BigQuery is a fully managed, serverless data warehouse from Google Cloud Platform (GCP). It efficiently manages scalable analysis of petabytes of data and integrates with popular Business Intelligence (BI) tools such as Looker Studio, PowerBI, and Tableau for advanced data visualization.

Setup BigQuery and Service Account in Google Cloud Platform (GCP)

To utilize BigQuery for streaming data, you must set up a GCP service account and configure it properly. Follow these steps to get started:

  1. Create a Google Cloud Project using the guide provided here.
  2. Create a BigQuery dataset within your project by following the steps here.
  3. Create a service account with detailed steps available here.
  4. Assign the BigQuery Data Admin role to your new service account to grant it necessary permissions.
  5. Generate and download a JSON key for the service account, as instructed here. This key will be used in subsequent steps.
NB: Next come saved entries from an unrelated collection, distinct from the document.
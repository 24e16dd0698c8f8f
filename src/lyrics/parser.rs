//! LRC parser
//!
//! Recognizes lines of the form `[mm:ss.hh]text`. Everything else (metadata
//! tags such as `[ar:Artist]`, blank lines, malformed timestamps) is skipped
//! without error.

use crate::error::TypesyncError;

use super::adlib::remove_ad_libs;
use super::types::{LyricLine, LyricTrack};

/// Options applied while parsing lyrics.
#[derive(Debug, Clone, Copy, Default, PartialEq, Eq)]
pub struct ParseOptions {
    /// Run each line through the ad-lib filter; lines left empty are dropped.
    pub remove_ad_libs: bool,
}

impl ParseOptions {
    pub fn with_ad_libs_removed(remove_ad_libs: bool) -> Self {
        Self { remove_ad_libs }
    }
}

/// Parse LRC text into a lyric track sorted by time.
///
/// A line may carry several leading timestamps (`[00:10.00][00:40.00]chorus`);
/// each one produces its own lyric line with the same text.
///
/// # Example
/// ```
/// use typesync::{parse_lrc, ParseOptions};
///
/// let source = "[ar:Somebody]\n[00:04.00]second (yeah)\n[00:01.50]first\n";
/// let track = parse_lrc(source, ParseOptions { remove_ad_libs: true });
///
/// assert_eq!(track.len(), 2);
/// assert_eq!(track.lines()[0].text, "first");
/// assert_eq!(track.lines()[1].text, "second");
/// ```
pub fn parse_lrc(source: &str, options: ParseOptions) -> LyricTrack {
    let mut lines = Vec::new();

    for raw in source.lines() {
        let (times, rest) = split_timestamps(raw.trim_start());
        if times.is_empty() {
            continue;
        }

        let text = if options.remove_ad_libs {
            let filtered = remove_ad_libs(rest);
            if filtered.is_empty() {
                continue;
            }
            filtered
        } else {
            rest.trim().to_string()
        };

        for time in times {
            lines.push(LyricLine::new(time, text.clone()));
        }
    }

    LyricTrack::new(lines)
}

/// Parse raw bytes as LRC text.
///
/// Fails with [`TypesyncError::ParseError`] only when the bytes are not valid
/// UTF-8; the reported line is the one holding the first invalid byte.
pub fn parse_lrc_bytes(bytes: &[u8], options: ParseOptions) -> Result<LyricTrack, TypesyncError> {
    let source = std::str::from_utf8(bytes).map_err(|e| {
        let valid = &bytes[..e.valid_up_to()];
        let line = valid.iter().filter(|&&b| b == b'\n').count() + 1;
        TypesyncError::ParseError {
            line,
            message: e.to_string(),
        }
    })?;
    Ok(parse_lrc(source, options))
}

/// Consume every leading `[mm:ss.hh]` tag. Returns the parsed times and the
/// remaining text. Stops at the first tag that is not a valid timestamp.
fn split_timestamps(line: &str) -> (Vec<f64>, &str) {
    let mut times = Vec::new();
    let mut rest = line;

    while let Some(body) = rest.strip_prefix('[') {
        let Some(close) = body.find(']') else {
            break;
        };
        let Some(time) = parse_timestamp(&body[..close]) else {
            break;
        };
        times.push(time);
        rest = &body[close + 1..];
    }

    (times, rest)
}

/// Parse `mm:ss.hh` (or `mm:ss.mmm`) into seconds.
fn parse_timestamp(tag: &str) -> Option<f64> {
    let (minutes, rest) = tag.split_once(':')?;
    let (seconds, fraction) = rest.split_once('.')?;

    if minutes.is_empty() || seconds.len() != 2 || !(2..=3).contains(&fraction.len()) {
        return None;
    }
    if ![minutes, seconds, fraction]
        .iter()
        .all(|part| part.bytes().all(|b| b.is_ascii_digit()))
    {
        return None;
    }

    let scale = if fraction.len() == 3 { 1000.0 } else { 100.0 };
    let minutes: u32 = minutes.parse().ok()?;
    let seconds: u32 = seconds.parse().ok()?;
    let fraction: u32 = fraction.parse().ok()?;
    if seconds >= 60 {
        return None;
    }

    let fraction_secs = fraction as f64 / scale;

    Some(minutes as f64 * 60.0 + seconds as f64 + fraction_secs)
}
// frontend/src/config.rs

use crate::error::{DashboardError, Result};
use crate::skymap::SkyMapConfig;
use observatory_shared::DeviceSelection;
use serde::{Deserialize, Serialize};
use std::path::{Path, PathBuf};

pub const DEFAULT_CONFIG_PATH: &str = "config/dashboard.json";
pub const CONFIG_ENV: &str = "OBS_DASHBOARD_CONFIG";

pub const DEFAULT_BASE_URL: &str = "http://localhost:8000";
pub const DEFAULT_CONTROL_URL: &str = "ws://localhost:5000";
pub const DEFAULT_TELEMETRY_PATH: &str = "/socket.io/";

/// Points kept per chart series.
pub const DEFAULT_CHART_WINDOW: usize = 100;

#[derive(Debug, Clone, PartialEq, Serialize, Deserialize)]
#[serde(default)]
pub struct ChartConfig {
    pub guiding_window: usize,
    pub focus_window: usize,
    pub cooling_window: usize,
}

impl Default for ChartConfig {
    fn default() -> Self {
        Self {
            guiding_window: DEFAULT_CHART_WINDOW,
            focus_window: DEFAULT_CHART_WINDOW,
            cooling_window: DEFAULT_CHART_WINDOW,
        }
    }
}

#[derive(Debug, Clone, PartialEq, Serialize, Deserialize)]
#[serde(default)]
pub struct DashboardConfig {
    pub base_url: String,
    pub control_url: String,
    pub telemetry_path: String,
    pub charts: ChartConfig,
    pub skymap: SkyMapConfig,
    pub devices: DeviceSelection,
}

impl Default for DashboardConfig {
    fn default() -> Self {
        Self {
            base_url: DEFAULT_BASE_URL.to_string(),
            control_url: DEFAULT_CONTROL_URL.to_string(),
            telemetry_path: DEFAULT_TELEMETRY_PATH.to_string(),
            charts: ChartConfig::default(),
            skymap: SkyMapConfig::default(),
            devices: DeviceSelection::default(),
        }
    }
}

impl DashboardConfig {
    pub fn base_http(&self) -> String {
        let base = normalize_base_url(self.base_url.clone());
        if base.is_empty() {
            DEFAULT_BASE_URL.to_string()
        } else {
            base
        }
    }

    /// Returns ws/wss scheme + host[:port] (no path).
    pub fn base_ws(&self) -> String {
        http_to_ws(&self.base_http())
    }

    /// Socket.IO websocket-transport URL of the telemetry push channel.
    pub fn telemetry_ws_url(&self) -> String {
        let path = self.telemetry_path.trim_end_matches('/');
        let path = if path.starts_with('/') {
            path.to_string()
        } else {
            format!("/{path}")
        };
        format!("{}{path}/?EIO=4&transport=websocket", self.base_ws())
    }
}

/// Explicit path (CLI) wins, then the env var, then the default location.
pub fn config_path(explicit: Option<&Path>) -> (PathBuf, bool) {
    if let Some(path) = explicit {
        return (path.to_path_buf(), true);
    }
    if let Ok(path) = std::env::var(CONFIG_ENV) {
        return (PathBuf::from(path), true);
    }
    (PathBuf::from(DEFAULT_CONFIG_PATH), false)
}

/// A missing file is only an error when the path was asked for explicitly.
pub fn load_config(explicit: Option<&Path>) -> Result<DashboardConfig> {
    let (path, required) = config_path(explicit);
    let raw = match std::fs::read_to_string(&path) {
        Ok(raw) => raw,
        Err(e) if e.kind() == std::io::ErrorKind::NotFound && !required => {
            tracing::debug!("[CONFIG] {path:?} not found, using defaults");
            return Ok(DashboardConfig::default());
        }
        Err(e) => {
            return Err(DashboardError::Config(format!(
                "failed to read config file {path:?}: {e}"
            )));
        }
    };
    serde_json::from_str(&raw)
        .map_err(|e| DashboardError::Config(format!("invalid config JSON in {path:?}: {e}")))
}

pub fn normalize_base_url(mut url: String) -> String {
    if let Some(idx) = url.find('#') {
        url.truncate(idx);
    }
    if let Some(scheme_end) = url.find("://") {
        let rest = &url[scheme_end + 3..];
        if let Some(slash) = rest.find('/') {
            url.truncate(scheme_end + 3 + slash);
        }
    }
    url.trim().trim_end_matches('/').to_string()
}

pub fn http_to_ws(base_http: &str) -> String {
    let base_http = base_http.trim_end_matches('/');

    if let Some(rest) = base_http.strip_prefix("https://") {
        format!("wss://{rest}")
    } else if let Some(rest) = base_http.strip_prefix("http://") {
        format!("ws://{rest}")
    } else if base_http.starts_with("wss://") || base_http.starts_with("ws://") {
        base_http.to_string()
    } else {
        format!("ws://{base_http}")
    }
}

#[cfg(test)]
mod tests {
    use super::*;

    #[test]
    fn normalize_strips_path_fragment_and_slash() {
        assert_eq!(
            normalize_base_url("http://scope.local:8000/devices/#tab".into()),
            "http://scope.local:8000"
        );
        assert_eq!(normalize_base_url("http://host/".into()), "http://host");
        assert_eq!(normalize_base_url("host:8000".into()), "host:8000");
    }

    #[test]
    fn ws_scheme_follows_http_scheme() {
        assert_eq!(http_to_ws("https://obs.example"), "wss://obs.example");
        assert_eq!(http_to_ws("http://localhost:8000/"), "ws://localhost:8000");
        assert_eq!(http_to_ws("ws://already"), "ws://already");
        assert_eq!(http_to_ws("bare:9000"), "ws://bare:9000");
    }

    #[test]
    fn urls_are_built_from_base() {
        let cfg = DashboardConfig {
            base_url: "http://pi.local:8000/".into(),
            ..DashboardConfig::default()
        };
        assert_eq!(cfg.base_http(), "http://pi.local:8000");
        assert_eq!(
            cfg.telemetry_ws_url(),
            "ws://pi.local:8000/socket.io/?EIO=4&transport=websocket"
        );
    }

    #[test]
    fn partial_file_keeps_defaults() {
        let cfg: DashboardConfig =
            serde_json::from_str(r#"{"control_url":"ws://10.0.0.2:5000","charts":{"focus_window":20}}"#)
                .unwrap();
        assert_eq!(cfg.control_url, "ws://10.0.0.2:5000");
        assert_eq!(cfg.base_url, DEFAULT_BASE_URL);
        assert_eq!(cfg.charts.focus_window, 20);
        assert_eq!(cfg.charts.guiding_window, DEFAULT_CHART_WINDOW);
    }

    #[test]
    fn file_selection_is_taken_as_is() {
        let path = std::env::temp_dir().join(format!("obs-dashboard-{}.json", std::process::id()));
        std::fs::write(
            &path,
            r#"{"base_url":"http://scope.local:8000/","devices":{"camera":"CCD Simulator"}}"#,
        )
        .unwrap();

        let cfg = load_config(Some(&path)).unwrap();
        let _ = std::fs::remove_file(&path);
        assert_eq!(cfg.base_http(), "http://scope.local:8000");
        assert_eq!(
            cfg.devices,
            DeviceSelection {
                camera: Some("CCD Simulator".into()),
                ..DeviceSelection::default()
            }
        );
    }

    #[test]
    fn explicit_missing_file_is_an_error() {
        let missing = std::env::temp_dir().join("obs-dashboard-does-not-exist.json");
        assert!(matches!(
            load_config(Some(&missing)),
            Err(DashboardError::Config(_))
        ));
    }
}
// frontend/src/tools.rs
//
// Time/location sync and solver template checks.

use crate::api::{SolverKind, ToolsService};
use crate::error::DashboardError;
use crate::notify::Notifications;
use chrono::{Datelike, Local, NaiveDateTime, Timelike};

/// Browser-style geolocation failure code.
#[derive(Debug, Clone, Copy, PartialEq, Eq)]
pub struct GeolocationError {
    pub code: u16,
}

impl GeolocationError {
    pub const PERMISSION_DENIED: u16 = 1;
    pub const POSITION_UNAVAILABLE: u16 = 2;
    pub const TIMEOUT: u16 = 3;

    pub fn new(code: u16) -> Self {
        Self { code }
    }

    pub fn message(&self) -> &'static str {
        match self.code {
            Self::PERMISSION_DENIED => "Positioning function rejected",
            Self::POSITION_UNAVAILABLE => "Unable to obtain location information temporarily",
            Self::TIMEOUT => "Get information timeout",
            _ => "Unknown error",
        }
    }
}

/// `Y:M:D-h:m:s`, no zero padding.
pub fn format_sync_time(t: &NaiveDateTime) -> String {
    format!(
        "{}:{}:{}-{}:{}:{}",
        t.year(),
        t.month(),
        t.day(),
        t.hour(),
        t.minute(),
        t.second()
    )
}

pub fn local_sync_time() -> String {
    format_sync_time(&Local::now().naive_local())
}

/// A server refusal is shown as sent, anything else never reached the server.
fn request_failure(e: &DashboardError) -> String {
    match e {
        DashboardError::Server(msg) => msg.clone(),
        other => format!("Failed to send request to server: {other}"),
    }
}

#[derive(Debug, Clone, Default, PartialEq)]
pub struct ToolsPanel {
    pub time: String,
    pub longitude: String,
    pub latitude: String,
    pub time_info: String,
    pub time_error: String,
    pub location_info: String,
    pub location_error: String,
    pub solver_info: String,
}

impl ToolsPanel {
    pub fn reset_time(&mut self) {
        self.time.clear();
        self.time_info.clear();
        self.time_error.clear();
    }

    pub fn reset_location(&mut self) {
        self.longitude.clear();
        self.latitude.clear();
        self.location_info.clear();
        self.location_error.clear();
    }

    /// Fills the time field with the current local time.
    pub fn fill_time(&mut self, timestamp: String) {
        self.time = timestamp;
    }

    pub fn fill_position(&mut self, lon: f64, lat: f64) {
        self.longitude = lon.to_string();
        self.latitude = lat.to_string();
        self.location_error.clear();
    }

    pub fn on_geolocation_error(&mut self, err: GeolocationError, notes: &mut Notifications) {
        tracing::warn!("[TOOLS] geolocation failed with code {}", err.code);
        self.location_error = err.message().to_string();
        notes.on_error(DashboardError::Geolocation(err).to_string());
    }

    /// Sends the time field, or the current local time when it is empty.
    pub async fn sync_time(&mut self, api: &dyn ToolsService, notes: &mut Notifications) {
        if self.time.trim().is_empty() {
            self.fill_time(local_sync_time());
        }
        tracing::info!("[TOOLS] syncing time {}", self.time);

        match api.sync_time(self.time.trim()).await {
            Ok(msg) => {
                self.time_error.clear();
                self.time_info = msg.unwrap_or_default();
            }
            Err(e) => {
                self.time_info.clear();
                self.time_error = e.to_string();
                notes.on_error(request_failure(&e));
            }
        }
    }

    pub async fn sync_location(&mut self, api: &dyn ToolsService, notes: &mut Notifications) {
        let lon = self.longitude.trim().to_string();
        let lat = self.latitude.trim().to_string();
        if lon.is_empty() || lat.is_empty() {
            self.location_error = "Longitude and latitude are required".to_string();
            return;
        }
        tracing::info!("[TOOLS] syncing location lon={lon} lat={lat}");

        match api.sync_location(&lon, &lat).await {
            Ok(msg) => {
                self.location_error.clear();
                self.location_info = msg.unwrap_or_default();
            }
            Err(e) => {
                self.location_info.clear();
                self.location_error = e.to_string();
                notes.on_error(request_failure(&e));
            }
        }
    }

    /// Returns whether the selected solver's templates are installed.
    pub async fn check_solver(
        &mut self,
        api: &dyn ToolsService,
        selection: &str,
        notes: &mut Notifications,
    ) -> bool {
        let solver = SolverKind::from_selection(selection);
        match api.solver_templates_present(solver).await {
            Ok(msg) => {
                tracing::info!("[TOOLS] {} templates present", solver.as_str());
                self.solver_info = msg.unwrap_or_default();
                true
            }
            Err(e) => {
                tracing::warn!("[TOOLS] {} templates check failed: {e}", solver.as_str());
                self.solver_info.clear();
                notes.on_error(e.to_string());
                false
            }
        }
    }
}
Creating a BigQuery Destination

To set up a destination for your data within BigQuery:

  • Destination Name: Enter a name for your destination.
  • GCP Service Account Key (JSON): Paste the content of your service account’s JSON key file.
  • BigQuery GCP Project ID: Enter the Project ID where your BigQuery dataset is hosted.
  • BigQuery Dataset: Specify the name of the dataset.
  • Data Partition Timezone: Choose a timezone for daily data partitioning. Note: This cannot be changed once the destination is established.
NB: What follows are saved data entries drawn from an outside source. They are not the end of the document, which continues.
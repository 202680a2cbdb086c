// frontend/src/skymap/render.rs

use super::config::OverlayStyle;
use super::overlay::Feature;
use super::quadtree::{Point, QuadTree, distance};

/// Screen projection supplied by the map renderer.
pub trait Projection {
    /// Current map size in pixels.
    fn metrics(&self) -> (f64, f64);
    /// Whether a `[lon, lat]` point is on the visible hemisphere/viewport.
    fn clip(&self, lonlat: [f64; 2]) -> bool;
    fn project(&self, lonlat: [f64; 2]) -> Option<Point>;
}

/// Plain lon/lat -> x/y mapping, used when no real renderer is attached.
#[derive(Debug, Clone, Copy, PartialEq)]
pub struct Equirectangular {
    pub width: f64,
    pub height: f64,
}

impl Projection for Equirectangular {
    fn metrics(&self) -> (f64, f64) {
        (self.width, self.height)
    }

    fn clip(&self, [lon, lat]: [f64; 2]) -> bool {
        (-180.0..=180.0).contains(&lon) && (-90.0..=90.0).contains(&lat)
    }

    fn project(&self, [lon, lat]: [f64; 2]) -> Option<Point> {
        if !self.clip([lon, lat]) {
            return None;
        }
        let x = (lon + 180.0) / 360.0 * self.width;
        let y = (90.0 - lat) / 180.0 * self.height;
        Some((x, y))
    }
}

#[derive(Debug, Clone, PartialEq)]
pub enum DrawOp {
    Circle {
        x: f64,
        y: f64,
        r: f64,
        stroke: String,
        fill: String,
    },
    Label {
        x: f64,
        y: f64,
        text: String,
        fill: String,
        font: String,
    },
}

pub fn radius(dim: i64, style: &OverlayStyle) -> f64 {
    (dim as f64 * style.radius_scale).powf(style.radius_exponent)
}

/// One frame: a circle per visible feature, plus a label unless an earlier
/// label of this frame sits within `proximity_limit`. Features are visited in
/// order, so earlier features win.
pub fn redraw(features: &[Feature], proj: &dyn Projection, style: &OverlayStyle) -> Vec<DrawOp> {
    let (w, h) = proj.metrics();
    let mut placed = QuadTree::for_viewport(w, h);
    let mut ops = Vec::with_capacity(features.len() * 2);

    for f in features {
        let Some(lonlat) = f.point() else { continue };
        if !proj.clip(lonlat) {
            continue;
        }
        let Some(pt) = proj.project(lonlat) else { continue };
        let Some(dim) = f.dim_int() else {
            tracing::debug!("[SKY] {} has no usable size, skipped", f.properties.name);
            continue;
        };
        let r = radius(dim, style);
        if !r.is_finite() {
            continue;
        }

        ops.push(DrawOp::Circle {
            x: pt.0,
            y: pt.1,
            r,
            stroke: style.point_stroke.clone(),
            fill: style.point_fill.clone(),
        });

        let crowded = placed
            .find(pt)
            .is_some_and(|near| distance(near, pt) <= style.proximity_limit);
        if !crowded {
            placed.add(pt);
            ops.push(DrawOp::Label {
                x: pt.0 + r + style.label_offset,
                y: pt.1 + r + style.label_offset,
                text: f.properties.name.clone(),
                fill: style.text_fill.clone(),
                font: style.text_font.clone(),
            });
        }
    }

    tracing::trace!("[SKY] redraw produced {} ops", ops.len());
    ops
}
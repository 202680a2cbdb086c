// frontend/src/error.rs

use observatory_shared::ControlDecodeError;

pub type Result<T> = std::result::Result<T, DashboardError>;

#[derive(Debug, thiserror::Error)]
pub enum DashboardError {
    #[error("request failed: {0}")]
    Transport(#[from] reqwest::Error),

    #[error("websocket error: {0}")]
    WebSocket(#[from] tokio_tungstenite::tungstenite::Error),

    #[error("invalid JSON: {0}")]
    Decode(#[from] serde_json::Error),

    #[error("invalid control frame: {0}")]
    Control(#[from] ControlDecodeError),

    /// Application-level failure: the reply carried a non-empty `error`.
    #[error("{0}")]
    Server(String),

    #[error("invalid configuration: {0}")]
    Config(String),

    #[error("invalid url: {0}")]
    Url(#[from] url::ParseError),

    #[error(transparent)]
    Io(#[from] std::io::Error),

    #[error("{}", .0.message())]
    Geolocation(crate::tools::GeolocationError),

    #[error("control channel is not connected")]
    NotConnected,

    #[error("protocol error: {0}")]
    Protocol(String),
}
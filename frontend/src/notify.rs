// frontend/src/notify.rs
//
// The single user-visible notification surface: an info modal, an error
// modal and a one-line log text.

#[derive(Debug, Clone, Default, PartialEq, Eq)]
pub struct Modal {
    pub shown: bool,
    pub text: String,
}

#[derive(Debug, Clone, Copy, PartialEq, Eq)]
pub enum Severity {
    Info,
    Error,
}

#[derive(Debug, Clone, PartialEq, Eq)]
pub struct Notice {
    pub severity: Severity,
    pub message: String,
}

#[derive(Debug, Clone, Default)]
pub struct Notifications {
    pub info: Modal,
    pub error: Modal,
    pub log_line: String,
    history: Vec<Notice>,
}

impl Notifications {
    pub fn on_info(&mut self, message: impl Into<String>) {
        let message = message.into();
        tracing::info!("[UI] {message}");
        self.info = Modal {
            shown: true,
            text: message.clone(),
        };
        self.history.push(Notice {
            severity: Severity::Info,
            message,
        });
    }

    pub fn on_info_hide(&mut self) {
        self.info.shown = false;
    }

    pub fn on_error(&mut self, message: impl Into<String>) {
        let message = message.into();
        tracing::error!("[UI] {message}");
        self.error = Modal {
            shown: true,
            text: message.clone(),
        };
        self.history.push(Notice {
            severity: Severity::Error,
            message,
        });
    }

    pub fn on_error_hide(&mut self) {
        self.error.shown = false;
    }

    pub fn log_text(&mut self, msg: impl Into<String>) {
        self.log_line = msg.into();
    }

    /// Everything shown since the last drain, oldest first.
    pub fn drain(&mut self) -> Vec<Notice> {
        std::mem::take(&mut self.history)
    }

    /// Error messages raised since the last drain. The error modal counts as
    /// dismissed once they are handed out.
    pub fn take_errors(&mut self) -> Vec<String> {
        let errors: Vec<String> = self
            .drain()
            .into_iter()
            .filter(|n| n.severity == Severity::Error)
            .map(|n| n.message)
            .collect();
        if !errors.is_empty() {
            self.on_error_hide();
        }
        errors
    }

    pub fn last_error(&self) -> Option<&str> {
        self.error.shown.then_some(self.error.text.as_str())
    }
}

#[cfg(test)]
mod tests {
    use super::*;

    #[test]
    fn info_and_error_are_separate_surfaces() {
        let mut n = Notifications::default();
        n.on_info("Connecting, please wait...");
        n.on_error("Failed to start devices");
        assert!(n.info.shown);
        assert_eq!(n.last_error(), Some("Failed to start devices"));

        n.on_info_hide();
        assert!(!n.info.shown);
        assert!(n.error.shown);

        let drained = n.drain();
        assert_eq!(drained.len(), 2);
        assert_eq!(drained[0].severity, Severity::Info);
        assert!(n.drain().is_empty());
    }

    #[test]
    fn taken_errors_dismiss_the_modal() {
        let mut n = Notifications::default();
        n.on_info("Connecting, please wait...");
        n.on_error("Failed to stop devices: busy");
        assert_eq!(n.take_errors(), vec!["Failed to stop devices: busy".to_string()]);
        assert!(!n.error.shown);
        assert_eq!(n.last_error(), None);
        assert!(n.take_errors().is_empty());
    }
}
Upon creation, the system will automatically generate events and users tables within your dataset and maintain a separate view for each type of event.

Mapping Event Properties

In the BigQuery destination, you have the flexibility to manage various event types. Each event type, such as pageview, has its dedicated view that contains all relevant events. These views are named according to their event type and include properties specific to those events — for instance, the pageview view will include properties like URL and page title.

The views also feature an identifier field, which captures the first-party user identifier that you collect from your data sources. For more in-depth information on how user identities are handled, please refer to our document on Identifying Users.

Within the user interface, you can control the streaming of events to your database. By accessing the event update button, you can easily enable or disable specific event types. If you wish to stream a particular property to BigQuery, simply set its Status to “Enabled,” choose an appropriate data type and a data slot for it. Once these settings are saved, the system will automatically update the BigQuery views of the event type by adding the enabled properties or removing the disabled ones. This process is fully automated, eliminating the need for manual maintenance or updates of the views.